If I correctly understand your question, yes I think so.
If a hight-order free page was allocated on ALLOC_HARDER context, and the page
was the last order-1, then zone->nr_reserved_highatomic will be increased by
pageblock_nr_pages even though there was actually no free page moved to the
highatomic free page list.

The highatomic logic, I think, was originally designed to reserve in
that coarse grained
way to mitigate highatomic allocation failure.

>
> From Jaewon's captured information, we can see that the available free
> highatomic is even less than half the zone->nr_reserved_highatomic.
> Should we at least limit the reservation to the case with a bigger
> order. E.g 1/2 of pageblock_nr_pages?

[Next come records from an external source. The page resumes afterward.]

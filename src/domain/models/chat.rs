use super::{Category, PromptPair, PromptTemplate};
use crate::domain::DomainError;

const SYSTEM_PROMPT: &str = "你是一个智能助手，能够回答用户的问题，提供有用的信息和建议。请用中文回复，保持友好和专业的语气。";

/// A single chat turn. Earlier turns are not replayed to the model.
#[derive(Debug, Clone, PartialEq, Eq)]
pub struct ChatRequest {
    message: String,
}

impl ChatRequest {
    pub fn from_fields(message: Option<&str>) -> Result<Self, DomainError> {
        let [message] = Category::Chat.require([message])?;
        Ok(Self {
            message: message.to_string(),
        })
    }

    pub fn message(&self) -> &str {
        &self.message
    }
}

impl PromptTemplate for ChatRequest {
    fn category(&self) -> Category {
        Category::Chat
    }

    fn prompt(&self) -> PromptPair {
        PromptPair::new(SYSTEM_PROMPT, self.message.clone())
    }
}

#[cfg(test)]
mod tests {
    use super::*;

    #[test]
    fn test_chat_forwards_message_verbatim() {
        let request = ChatRequest::from_fields(Some("你好")).unwrap();
        let prompt = request.prompt();
        assert_eq!(prompt.system(), SYSTEM_PROMPT);
        assert_eq!(prompt.user(), "你好");
    }

    #[test]
    fn test_chat_requires_message() {
        let err = ChatRequest::from_fields(None).unwrap_err();
        assert_eq!(err.to_string(), "Message is required");
    }
}
use std::sync::Arc;
use std::time::Instant;

use tracing::{debug, info, warn};

use crate::application::CompletionClient;
use crate::domain::{DomainError, PromptTemplate};

/// Runs one prompt template through the completion client.
///
/// Exactly one upstream call per execution; no retries.
pub struct CompletePromptUseCase {
    client: Arc<dyn CompletionClient>,
}

impl CompletePromptUseCase {
    pub fn new(client: Arc<dyn CompletionClient>) -> Self {
        Self { client }
    }

    /// Returns the first choice's text, or the category fallback when the
    /// service answered without usable text.
    pub async fn execute(&self, request: &dyn PromptTemplate) -> Result<String, DomainError> {
        let category = request.category();
        let prompt = request.prompt();

        debug!(
            category = %category,
            model = self.client.model_name(),
            user_len = prompt.user().len(),
            "Sending prompt"
        );

        let start_time = Instant::now();
        let completion = self.client.complete(&prompt.to_messages()).await?;

        info!(
            category = %category,
            choices = completion.choices().len(),
            elapsed_ms = start_time.elapsed().as_millis() as u64,
            "Completion received"
        );

        match completion.into_first_text() {
            Some(text) => Ok(text),
            None => {
                warn!(category = %category, "Completion carried no text, using fallback");
                Ok(category.fallback().to_string())
            }
        }
    }
}

#[cfg(test)]
mod tests {
    use super::*;
    use crate::connector::adapter::MockCompletion;
    use crate::domain::{
        Category, ChatRequest, Completion, DocumentRequest, Role, UtilityRequest, UtilityTask,
    };

    #[tokio::test]
    async fn test_returns_first_choice_text() {
        let client = Arc::new(MockCompletion::with_reply("整理好的纪要"));
        let use_case = CompletePromptUseCase::new(client.clone());

        let request = UtilityRequest::new(UtilityTask::Meeting, "周一例会");
        let result = use_case.execute(&request).await.unwrap();

        assert_eq!(result, "整理好的纪要");
        assert_eq!(client.call_count(), 1);
    }

    #[tokio::test]
    async fn test_sends_system_then_user_message() {
        let client = Arc::new(MockCompletion::new());
        let use_case = CompletePromptUseCase::new(client.clone());

        let request = DocumentRequest::from_fields(Some("translation"), Some("hello")).unwrap();
        use_case.execute(&request).await.unwrap();

        let calls = client.calls();
        let messages = &calls[0];
        assert_eq!(messages.len(), 2);
        assert_eq!(messages[0].role(), Role::System);
        assert_eq!(messages[1].role(), Role::User);
        assert_eq!(messages[1].content(), "请将以下内容翻译成中文：\n\nhello");
    }

    #[tokio::test]
    async fn test_falls_back_when_no_choices() {
        let use_case = CompletePromptUseCase::new(Arc::new(MockCompletion::empty()));

        let chat = ChatRequest::from_fields(Some("hi")).unwrap();
        assert_eq!(
            use_case.execute(&chat).await.unwrap(),
            Category::Chat.fallback()
        );
    }

    #[tokio::test]
    async fn test_falls_back_when_first_choice_is_blank() {
        let client = MockCompletion::with_completion(Completion::from_text(""));
        let use_case = CompletePromptUseCase::new(Arc::new(client));

        let request = UtilityRequest::new(UtilityTask::Email, "请假");
        assert_eq!(
            use_case.execute(&request).await.unwrap(),
            Category::Utility.fallback()
        );
    }

    #[tokio::test]
    async fn test_propagates_client_failure() {
        let use_case = CompletePromptUseCase::new(Arc::new(MockCompletion::failing("boom")));

        let chat = ChatRequest::from_fields(Some("hi")).unwrap();
        let err = use_case.execute(&chat).await.unwrap_err();
        assert!(err.is_upstream());
    }
}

Please correct me if I am wrong or
> miss anyting.
>

I do not know well, but I think high-order lower than 1/2 of pageblock_nr_pages
also should be considered. i.e) a system using huge order-3 atomic allocation
in a short time.

> "reserved_highatomic:32768KB and actually 14232kB free."

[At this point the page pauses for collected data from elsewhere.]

use std::collections::HashMap;
use std::str::FromStr;

use crate::domain::{Category, ChatEntry, GeneratedImage, ResultRecord, Role};

/// Shown in the chat transcript when a chat request fails.
pub const CHAT_APOLOGY: &str = "抱歉，我遇到了一些问题。请检查您的网络连接或稍后再试。";

pub const LANGUAGES: [&str; 6] = ["javascript", "python", "java", "cpp", "go", "rust"];
pub const DEFAULT_LANGUAGE: &str = "javascript";

const HELP: &str = "\
Commands:
  /tab <name>     switch tab (chat, image, document, code, text, creative, utility)
  /type <type>    select the task type for the current tab
  /lang <lang>    select the code language (code tab)
  /history        show the current tab's history
  /help           show this help
  /quit           leave the shell
Anything else is submitted to the current tab.";

/// Notice printed when a non-chat submission fails.
pub fn failure_notice(category: Category) -> &'static str {
    match category {
        Category::Chat => CHAT_APOLOGY,
        Category::Image => "生成图片失败，请检查您的网络连接或稍后再试。",
        Category::Document => "文档处理失败，请检查您的网络连接或稍后再试。",
        Category::Code => "代码处理失败，请检查您的网络连接或稍后再试。",
        Category::Text => "文本处理失败，请检查您的网络连接或稍后再试。",
        Category::Creative => "创意内容生成失败，请检查您的网络连接或稍后再试。",
        Category::Utility => "实用工具处理失败，请检查您的网络连接或稍后再试。",
    }
}

/// One request captured from the current tab and its selectors.
#[derive(Debug, Clone, PartialEq, Eq)]
pub struct Submission {
    pub category: Category,
    pub kind: Option<String>,
    pub language: Option<String>,
    pub input: String,
}

#[derive(Debug, PartialEq, Eq)]
pub enum Action {
    None,
    Quit,
    Print(String),
    Submit(Submission),
}

/// Tabs, selectors and per-tab history of an interactive session.
#[derive(Debug)]
pub struct ShellState {
    active: Category,
    kinds: HashMap<Category, &'static str>,
    language: String,
    chat: Vec<ChatEntry>,
    images: Vec<GeneratedImage>,
    results: HashMap<Category, Vec<ResultRecord>>,
    busy: bool,
}

impl ShellState {
    pub fn new() -> Self {
        let kinds = Category::ALL
            .iter()
            .filter_map(|c| c.task_names().first().map(|first| (*c, *first)))
            .collect();

        Self {
            active: Category::Chat,
            kinds,
            language: DEFAULT_LANGUAGE.to_string(),
            chat: Vec::new(),
            images: Vec::new(),
            results: HashMap::new(),
            busy: false,
        }
    }

    pub fn active(&self) -> Category {
        self.active
    }

    pub fn kind(&self, category: Category) -> Option<&'static str> {
        self.kinds.get(&category).copied()
    }

    pub fn language(&self) -> &str {
        &self.language
    }

    pub fn is_busy(&self) -> bool {
        self.busy
    }

    pub fn chat(&self) -> &[ChatEntry] {
        &self.chat
    }

    pub fn images(&self) -> &[GeneratedImage] {
        &self.images
    }

    /// Newest first.
    pub fn results(&self, category: Category) -> &[ResultRecord] {
        self.results.get(&category).map(Vec::as_slice).unwrap_or(&[])
    }

    /// Prompt prefix reflecting the active tab and its selectors.
    pub fn prompt(&self) -> String {
        match (self.active, self.kind(self.active)) {
            (Category::Code, Some(kind)) => format!("[code:{}:{}]> ", kind, self.language),
            (category, Some(kind)) => format!("[{}:{}]> ", category, kind),
            (category, None) => format!("[{}]> ", category),
        }
    }

    pub fn handle_line(&mut self, line: &str) -> Action {
        let trimmed = line.trim();
        if trimmed.is_empty() {
            return Action::None;
        }
        if let Some(command) = trimmed.strip_prefix('/') {
            return self.command(command);
        }
        if self.busy {
            return Action::None;
        }
        self.submit(line)
    }

    fn command(&mut self, command: &str) -> Action {
        let mut parts = command.split_whitespace();
        let name = parts.next().unwrap_or_default();
        let arg = parts.next();

        match (name, arg) {
            ("quit" | "exit", _) => Action::Quit,
            ("help", _) => Action::Print(HELP.to_string()),
            ("history", _) => Action::Print(self.render_history()),
            ("tab", Some(tab)) => match Category::from_str(tab) {
                Ok(category) => {
                    self.active = category;
                    Action::Print(format!("Switched to {}", category.label()))
                }
                Err(e) => Action::Print(e.to_string()),
            },
            ("type", Some(kind)) => {
                match self.active.task_names().iter().copied().find(|name| *name == kind) {
                    Some(name) => {
                        self.kinds.insert(self.active, name);
                        Action::Print(format!("Type set to {}", name))
                    }
                    None if self.active.task_names().is_empty() => {
                        Action::Print(format!("The {} tab has no type selector", self.active))
                    }
                    None => Action::Print(format!(
                        "{} (expected one of: {})",
                        self.active.invalid_type_message(),
                        self.active.task_names().join(", ")
                    )),
                }
            }
            ("lang", Some(language)) => {
                if LANGUAGES.contains(&language) {
                    self.language = language.to_string();
                    Action::Print(format!("Language set to {}", language))
                } else {
                    Action::Print(format!(
                        "Unknown language {} (expected one of: {})",
                        language,
                        LANGUAGES.join(", ")
                    ))
                }
            }
            _ => Action::Print(format!("Unknown command /{}; try /help", command)),
        }
    }

    fn submit(&mut self, input: &str) -> Action {
        self.busy = true;
        if self.active == Category::Chat {
            self.chat.push(ChatEntry::new(Role::User, input));
        }

        Action::Submit(Submission {
            category: self.active,
            kind: self.kind(self.active).map(str::to_string),
            language: (self.active == Category::Code).then(|| self.language.clone()),
            input: input.to_string(),
        })
    }

    /// Record the outcome of `submission` and return the text to display.
    ///
    /// Chat replies are appended; every other history is newest first.
    pub fn finish(&mut self, submission: &Submission, outcome: Result<String, String>) -> String {
        self.busy = false;
        let category = submission.category;

        let output = match outcome {
            Ok(output) => output,
            Err(_) if category == Category::Chat => {
                self.chat.push(ChatEntry::new(Role::Assistant, CHAT_APOLOGY));
                return CHAT_APOLOGY.to_string();
            }
            Err(_) => return failure_notice(category).to_string(),
        };

        match category {
            Category::Chat => {
                self.chat.push(ChatEntry::new(Role::Assistant, output.as_str()));
                output
            }
            Category::Image => {
                let image = GeneratedImage::new(submission.input.as_str(), output);
                let line = format!("Generated image {}", image.id());
                self.images.insert(0, image);
                line
            }
            _ => {
                let mut record = ResultRecord::new(
                    submission.kind.clone().unwrap_or_default(),
                    submission.input.as_str(),
                    output.as_str(),
                );
                if let Some(language) = &submission.language {
                    record = record.with_language(language.as_str());
                }
                self.results.entry(category).or_default().insert(0, record);
                output
            }
        }
    }

    fn render_history(&self) -> String {
        let lines: Vec<String> = match self.active {
            Category::Chat => self
                .chat
                .iter()
                .map(|entry| format!("{}: {}", entry.role(), entry.content()))
                .collect(),
            Category::Image => self
                .images
                .iter()
                .map(|image| format!("#{} {}", image.id(), image.prompt()))
                .collect(),
            category => self
                .results(category)
                .iter()
                .map(|record| match record.language() {
                    Some(language) => format!(
                        "#{} [{}/{}] {}\n{}",
                        record.id(),
                        record.kind(),
                        language,
                        record.input(),
                        record.output()
                    ),
                    None => format!(
                        "#{} [{}] {}\n{}",
                        record.id(),
                        record.kind(),
                        record.input(),
                        record.output()
                    ),
                })
                .collect(),
        };

        if lines.is_empty() {
            "No history yet.".to_string()
        } else {
            lines.join("\n\n")
        }
    }
}

impl Default for ShellState {
    fn default() -> Self {
        Self::new()
    }
}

I think this unwanted case might happen by freed pages. The pages allocated
for non-high-atomic also would be freed back into highatomic free
list. But I guess
there was sudden huge use of highatomic and partially freed.

>
> get_page_from_freelist
> {
> ...
> if (unlikely(order && (alloc_flags & ALLOC_HARDER)))
> reserve_highatomic_pageblock(page, zone, order);
> ...
> }
> > >Fixing this for all migratetypes would have performance overhead, so we only do
> > >that for MIGRATE_ISOLATE which is not that frequent (and it took a while to
> > >eliminate all corner cases), and CMA which doesn't change pageblocks dynamically.
> >
> > AFAIK we do not account free cma in pcp either. But yes accurate check could be
> > overhead. For example, __mod_zone_freepage_state should account highatomic free
> > as cma free. And we may see some incorrect accounting issue.
> >
> > >
> > >So either we live with the possible overreclaim due to inaccurate counting per
> > >your example above, or we instead let order-0 atomic allocations use highatomic
> > >reserves.
> > >
> >
> > Additionally regarding existing Mel's comment, let me remove some of it if you
> > don't mind.
> >
> > /*
> > * Fast check for order-0 only. If this fails then the reserves
> > - * need to be calculated. There is a corner case where the check
> > - * passes but only the high-order atomic reserve are free. If
> > - * the caller is !atomic then it'll uselessly search the free
> > - * list. That corner case is then slower but it is harmless.
> > + * need to be calculated.
> > */
> >
> > I will prepare v3 patch.
> > Thank you again.
> >
>